== Segment start ==

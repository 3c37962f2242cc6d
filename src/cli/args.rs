//! CLI argument definitions using clap.
//!
//! ## Commands
//!
//! - `scan`: Find candidates and build context windows, without writing
//! - `convert`: Rewrite candidates into key lookups (dry-run unless `--apply`)
//! - `init`: Initialize a lingofit configuration file

use std::path::PathBuf;

use clap::{Args, CommandFactory, Parser, Subcommand};

use crate::config::Config;

#[derive(Debug, Parser)]
#[command(author, version, about, long_about = None)]
pub struct Arguments {
    #[command(subcommand)]
    pub command: Option<Command>,
}

impl Arguments {
    /// Check if a command was provided, otherwise print help and return None.
    pub fn with_command_or_help(self) -> Option<Self> {
        if self.command.is_none() {
            Self::command().print_help().ok();
            None
        } else {
            Some(self)
        }
    }

    /// Get the verbose flag from the command's common args.
    pub fn verbose(&self) -> bool {
        match &self.command {
            Some(Command::Scan(cmd)) => cmd.common.verbose,
            Some(Command::Convert(cmd)) => cmd.common.verbose,
            Some(Command::Init) | None => false,
        }
    }
}

/// Common arguments shared by `scan` and `convert`.
#[derive(Debug, Clone, Args)]
pub struct CommonArgs {
    /// Project root to scan
    #[arg(long, default_value = ".")]
    pub root: PathBuf,

    /// Locale to generate; repeat for several (overrides config file)
    #[arg(long = "locale", value_name = "LOCALE")]
    pub locales: Vec<String>,

    /// Locale the source text is written in (overrides config file)
    #[arg(long)]
    pub source_locale: Option<String>,

    /// Line budget of a context window (overrides config file)
    #[arg(long)]
    pub max_context_lines: Option<usize>,

    /// Depth bound of the dependency walk (overrides config file)
    #[arg(long)]
    pub max_depth: Option<usize>,

    /// Enable verbose output
    #[arg(short, long)]
    pub verbose: bool,
}

impl CommonArgs {
    /// Apply command-line overrides on top of the loaded config.
    pub fn apply_to(&self, config: &mut Config) {
        if !self.locales.is_empty() {
            config.locales = self.locales.clone();
        }
        if let Some(locale) = &self.source_locale {
            config.source_locale = locale.clone();
        }
        if let Some(lines) = self.max_context_lines {
            config.max_context_lines = lines;
        }
        if let Some(depth) = self.max_depth {
            config.max_dependency_depth = depth;
        }
    }
}

#[derive(Debug, Clone, Args)]
pub struct OracleArgs {
    /// Translation service endpoint; without one, source text is used
    #[arg(long, env = "LINGOFIT_ORACLE_ENDPOINT")]
    pub oracle_endpoint: Option<String>,

    /// Maximum concurrent oracle calls (overrides config file)
    #[arg(long)]
    pub oracle_concurrency: Option<usize>,
}

impl OracleArgs {
    pub fn apply_to(&self, config: &mut Config) {
        if let Some(endpoint) = &self.oracle_endpoint {
            config.oracle.endpoint = Some(endpoint.clone());
        }
        if let Some(concurrency) = self.oracle_concurrency {
            config.oracle.concurrency = concurrency;
        }
    }
}

#[derive(Debug, Args)]
pub struct ScanCommand {
    #[command(flatten)]
    pub common: CommonArgs,
}

#[derive(Debug, Args)]
pub struct ConvertCommand {
    #[command(flatten)]
    pub common: CommonArgs,

    #[command(flatten)]
    pub oracle: OracleArgs,

    /// Actually rewrite files and write dictionaries (default is dry-run)
    #[arg(long)]
    pub apply: bool,

    /// Copy each rewritten file to `<file>.backup` first (overrides config file)
    #[arg(long)]
    pub backup: bool,
}

#[derive(Debug, Subcommand)]
pub enum Command {
    /// Find translatable text and show what each candidate depends on
    Scan(ScanCommand),
    /// Replace hardcoded text with translation lookups
    Convert(ConvertCommand),
    /// Initialize a new .lingofitrc.json configuration file
    Init,
}
//! Per-file symbol collection: definitions, parameters, imports and
//! identifier reads. Runs in the parallel parse phase; the results are
//! merged into a [`DependencyIndex`](super::DependencyIndex) afterwards.

use swc_common::Span as SwcSpan;
use swc_ecma_ast::{
    ArrowExpr, AssignExpr, AssignOp, AssignTarget, BinaryOp, BindingIdent, BlockStmtOrExpr,
    DefaultDecl, ExportDecl, ExportDefaultDecl, ExportDefaultExpr, Expr, FnDecl, Function, Ident,
    ImportDecl, ImportSpecifier, JSXElementName, Lit, ModuleExportName, ObjectPatProp, Pat,
    ReturnStmt, SimpleAssignTarget, TsType, UnaryOp, VarDecl, VarDeclKind,
};
use swc_ecma_visit::{Visit, VisitWith};

use super::DependencyKind;
use crate::core::idents::free_identifier_spans;
use crate::core::parsers::jsx::ParsedModule;
use crate::core::source::Span;

/// An identifier read at a specific place.
#[derive(Debug, Clone, PartialEq, Eq)]
pub struct Reference {
    pub name: String,
    pub span: Span,
}

/// Tracks import statements for cross-file resolution
#[derive(Debug, Clone, PartialEq, Eq)]
pub struct ImportInfo {
    pub local_name: String,
    pub imported_name: String,
    pub module_path: String,
}

/// A definition found in one file, before it gets a global node id.
#[derive(Debug, Clone)]
pub struct LocalDefinition {
    pub name: String,
    pub span: Span,
    pub kind: DependencyKind,
    /// Span of the enclosing function, `None` at module level.
    pub scope: Option<Span>,
    pub references: Vec<Reference>,
    pub exported: bool,
}

/// A function parameter binding. Parameters shadow outer definitions and
/// are never resolvable themselves.
#[derive(Debug, Clone)]
pub struct ParamBinding {
    pub name: String,
    pub scope: Span,
}

/// Everything the graph needs to know about one file.
#[derive(Debug, Clone, Default)]
pub struct FileSymbols {
    pub definitions: Vec<LocalDefinition>,
    pub params: Vec<ParamBinding>,
    pub imports: Vec<ImportInfo>,
    /// Local name bound to `export default`, when it has one.
    pub default_export: Option<String>,
    /// Every identifier read in the file.
    pub references: Vec<Reference>,
}

pub fn collect_symbols(parsed: &ParsedModule) -> FileSymbols {
    let mut collector = SymbolCollector {
        parsed,
        scopes: Vec::new(),
        symbols: FileSymbols::default(),
    };
    parsed.module.visit_with(&mut collector);
    collector.symbols
}

struct SymbolCollector<'a> {
    parsed: &'a ParsedModule,
    /// Stack of enclosing function spans.
    scopes: Vec<Span>,
    symbols: FileSymbols,
}

impl<'a> SymbolCollector<'a> {
    fn current_scope(&self) -> Option<Span> {
        self.scopes.last().copied()
    }

    fn references_of<N>(&self, node: &N) -> Vec<Reference>
    where
        N: VisitWith<crate::core::idents::FreeIdentCollector>,
    {
        free_identifier_spans(node)
            .into_iter()
            .map(|(name, span)| Reference {
                name,
                span: self.parsed.span(span),
            })
            .collect()
    }

    fn define(&mut self, name: String, span: SwcSpan, kind: DependencyKind, references: Vec<Reference>) {
        tracing::trace!(%name, ?kind, "definition");
        self.symbols.definitions.push(LocalDefinition {
            name,
            span: self.parsed.span(span),
            kind,
            scope: self.current_scope(),
            references,
            exported: false,
        });
    }

    fn bind_params<'p>(&mut self, scope: SwcSpan, params: impl Iterator<Item = &'p Pat>) {
        let scope = self.parsed.span(scope);
        for pat in params {
            for name in binding_names(pat) {
                self.symbols.params.push(ParamBinding { name, scope });
            }
        }
    }

    fn check_var_decl(&mut self, node: &VarDecl) {
        let module_level = self.scopes.is_empty();
        for decl in &node.decls {
            let Some(init) = &decl.init else {
                continue;
            };
            // One declarator: the whole statement is the definition span.
            let span = if node.decls.len() == 1 {
                node.span
            } else {
                decl.span
            };

            match (&decl.name, unwrap_function(init)) {
                (Pat::Ident(binding), Some(function)) => {
                    if function.may_return_text() {
                        let references = match function {
                            FunctionLike::Arrow(arrow) => self.references_of(arrow),
                            FunctionLike::Function(f) => self.references_of(f),
                        };
                        self.define(
                            binding.id.sym.to_string(),
                            span,
                            DependencyKind::Function,
                            references,
                        );
                    }
                }
                (_, Some(_)) => {}
                (pat, None) => {
                    let kind = if module_level && node.kind == VarDeclKind::Const {
                        DependencyKind::Constant
                    } else if may_produce_text(init) {
                        DependencyKind::Variable
                    } else {
                        continue;
                    };
                    let references = self.references_of(&**init);
                    for name in binding_names(pat) {
                        self.define(name, span, kind, references.clone());
                    }
                }
            }
        }
    }
}

impl<'a> Visit for SymbolCollector<'a> {
    fn visit_ident(&mut self, node: &Ident) {
        self.symbols.references.push(Reference {
            name: node.sym.to_string(),
            span: self.parsed.span(node.span),
        });
    }

    fn visit_binding_ident(&mut self, _node: &BindingIdent) {}

    fn visit_ts_type(&mut self, _node: &TsType) {}

    fn visit_jsx_element_name(&mut self, _node: &JSXElementName) {}

    fn visit_fn_decl(&mut self, node: &FnDecl) {
        if may_return_text(&node.function) {
            let references = self.references_of(&*node.function);
            self.define(
                node.ident.sym.to_string(),
                node.function.span,
                DependencyKind::Function,
                references,
            );
        }
        node.function.visit_with(self);
    }

    fn visit_function(&mut self, node: &Function) {
        self.bind_params(node.span, node.params.iter().map(|p| &p.pat));
        self.scopes.push(self.parsed.span(node.span));
        node.visit_children_with(self);
        self.scopes.pop();
    }

    fn visit_arrow_expr(&mut self, node: &ArrowExpr) {
        self.bind_params(node.span, node.params.iter());
        self.scopes.push(self.parsed.span(node.span));
        node.visit_children_with(self);
        self.scopes.pop();
    }

    fn visit_var_decl(&mut self, node: &VarDecl) {
        self.check_var_decl(node);
        node.visit_children_with(self);
    }

    fn visit_assign_expr(&mut self, node: &AssignExpr) {
        if node.op == AssignOp::Assign
            && let AssignTarget::Simple(SimpleAssignTarget::Ident(binding)) = &node.left
            && may_produce_text(&node.right)
        {
            let references = self.references_of(&*node.right);
            self.define(
                binding.id.sym.to_string(),
                node.span,
                DependencyKind::Variable,
                references,
            );
        }
        node.visit_children_with(self);
    }

    fn visit_export_decl(&mut self, node: &ExportDecl) {
        let before = self.symbols.definitions.len();
        node.visit_children_with(self);
        for def in &mut self.symbols.definitions[before..] {
            if def.scope.is_none() {
                def.exported = true;
            }
        }
    }

    fn visit_export_default_decl(&mut self, node: &ExportDefaultDecl) {
        if let DefaultDecl::Fn(fn_expr) = &node.decl
            && let Some(ident) = &fn_expr.ident
        {
            let name = ident.sym.to_string();
            if may_return_text(&fn_expr.function) {
                let references = self.references_of(&*fn_expr.function);
                self.define(
                    name.clone(),
                    fn_expr.function.span,
                    DependencyKind::Function,
                    references,
                );
                if let Some(def) = self.symbols.definitions.last_mut() {
                    def.exported = true;
                }
            }
            self.symbols.default_export = Some(name);
        }
        node.visit_children_with(self);
    }

    fn visit_export_default_expr(&mut self, node: &ExportDefaultExpr) {
        if let Expr::Ident(ident) = &*node.expr {
            self.symbols.default_export = Some(ident.sym.to_string());
        }
        node.visit_children_with(self);
    }

    fn visit_import_decl(&mut self, node: &ImportDecl) {
        let Some(module_path) = node.src.value.as_str() else {
            return;
        };
        for specifier in &node.specifiers {
            let info = match specifier {
                ImportSpecifier::Named(named) => {
                    let local_name = named.local.sym.to_string();
                    let imported_name = named
                        .imported
                        .as_ref()
                        .map(|i| match i {
                            ModuleExportName::Ident(ident) => ident.sym.to_string(),
                            ModuleExportName::Str(s) => s.value.to_string_lossy().to_string(),
                        })
                        .unwrap_or_else(|| local_name.clone());
                    ImportInfo {
                        local_name,
                        imported_name,
                        module_path: module_path.to_string(),
                    }
                }
                ImportSpecifier::Default(default) => ImportInfo {
                    local_name: default.local.sym.to_string(),
                    imported_name: "default".to_string(),
                    module_path: module_path.to_string(),
                },
                ImportSpecifier::Namespace(ns) => ImportInfo {
                    local_name: ns.local.sym.to_string(),
                    imported_name: "*".to_string(),
                    module_path: module_path.to_string(),
                },
            };
            self.symbols.imports.push(info);
        }
    }
}

enum FunctionLike<'a> {
    Arrow(&'a ArrowExpr),
    Function(&'a Function),
}

impl FunctionLike<'_> {
    fn may_return_text(&self) -> bool {
        match self {
            FunctionLike::Arrow(arrow) => match &*arrow.body {
                BlockStmtOrExpr::Expr(expr) => may_produce_text(expr),
                BlockStmtOrExpr::BlockStmt(block) => {
                    let mut finder = ReturnFinder::default();
                    block.visit_with(&mut finder);
                    finder.returns_text
                }
            },
            FunctionLike::Function(function) => may_return_text(function),
        }
    }
}

fn unwrap_function(expr: &Expr) -> Option<FunctionLike<'_>> {
    match expr {
        Expr::Arrow(arrow) => Some(FunctionLike::Arrow(arrow)),
        Expr::Fn(fn_expr) => Some(FunctionLike::Function(&fn_expr.function)),
        Expr::Paren(paren) => unwrap_function(&paren.expr),
        _ => None,
    }
}

fn may_return_text(function: &Function) -> bool {
    let mut finder = ReturnFinder::default();
    if let Some(body) = &function.body {
        body.visit_with(&mut finder);
    }
    finder.returns_text
}

/// Looks at the function's own return statements, not nested functions'.
#[derive(Default)]
struct ReturnFinder {
    returns_text: bool,
}

impl Visit for ReturnFinder {
    fn visit_return_stmt(&mut self, node: &ReturnStmt) {
        if let Some(arg) = &node.arg
            && may_produce_text(arg)
        {
            self.returns_text = true;
        }
    }

    fn visit_function(&mut self, _node: &Function) {}

    fn visit_arrow_expr(&mut self, _node: &ArrowExpr) {}
}

/// Whether an expression can evaluate to a string. Markup, numbers,
/// booleans, object and array literals and functions cannot; anything
/// opaque (identifiers, calls, member access) might.
fn may_produce_text(expr: &Expr) -> bool {
    match expr {
        Expr::Lit(Lit::Str(_)) | Expr::Tpl(_) | Expr::TaggedTpl(_) => true,
        Expr::Lit(_) => false,
        Expr::JSXElement(_) | Expr::JSXFragment(_) | Expr::JSXEmpty(_) => false,
        Expr::Arrow(_) | Expr::Fn(_) | Expr::Class(_) | Expr::Object(_) | Expr::Array(_) => false,
        Expr::Paren(paren) => may_produce_text(&paren.expr),
        Expr::TsAs(e) => may_produce_text(&e.expr),
        Expr::TsNonNull(e) => may_produce_text(&e.expr),
        Expr::TsSatisfies(e) => may_produce_text(&e.expr),
        Expr::TsConstAssertion(e) => may_produce_text(&e.expr),
        Expr::Await(e) => may_produce_text(&e.arg),
        Expr::Cond(cond) => may_produce_text(&cond.cons) || may_produce_text(&cond.alt),
        Expr::Bin(bin) => match bin.op {
            BinaryOp::Add | BinaryOp::LogicalOr | BinaryOp::NullishCoalescing => {
                may_produce_text(&bin.left) || may_produce_text(&bin.right)
            }
            BinaryOp::LogicalAnd => may_produce_text(&bin.right),
            _ => false,
        },
        Expr::Unary(unary) => unary.op == UnaryOp::TypeOf,
        Expr::Update(_) => false,
        Expr::Assign(assign) => may_produce_text(&assign.right),
        _ => true,
    }
}

/// Names bound by a pattern, including destructured ones.
pub(crate) fn binding_names(pat: &Pat) -> Vec<String> {
    let mut names = Vec::new();
    push_binding_names(pat, &mut names);
    names
}

fn push_binding_names(pat: &Pat, names: &mut Vec<String>) {
    match pat {
        Pat::Ident(ident) => names.push(ident.id.sym.to_string()),
        Pat::Array(array) => {
            for elem in array.elems.iter().flatten() {
                push_binding_names(elem, names);
            }
        }
        Pat::Object(object) => {
            for prop in &object.props {
                match prop {
                    ObjectPatProp::KeyValue(kv) => push_binding_names(&kv.value, names),
                    ObjectPatProp::Assign(assign) => names.push(assign.key.id.sym.to_string()),
                    ObjectPatProp::Rest(rest) => push_binding_names(&rest.arg, names),
                }
            }
        }
        Pat::Rest(rest) => push_binding_names(&rest.arg, names),
        Pat::Assign(assign) => push_binding_names(&assign.left, names),
        Pat::Expr(_) | Pat::Invalid(_) => {}
    }
}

== Segment end ==

Problem statement: Which of the lines above carry the string "ImportSpecifier"? Copy every one.

Exercise response:
    ImportDecl, ImportSpecifier, JSXElementName, Lit, ModuleExportName, ObjectPatProp, Pat,
                ImportSpecifier::Named(named) => {
                ImportSpecifier::Default(default) => ImportInfo {
                ImportSpecifier::Namespace(ns) => ImportInfo {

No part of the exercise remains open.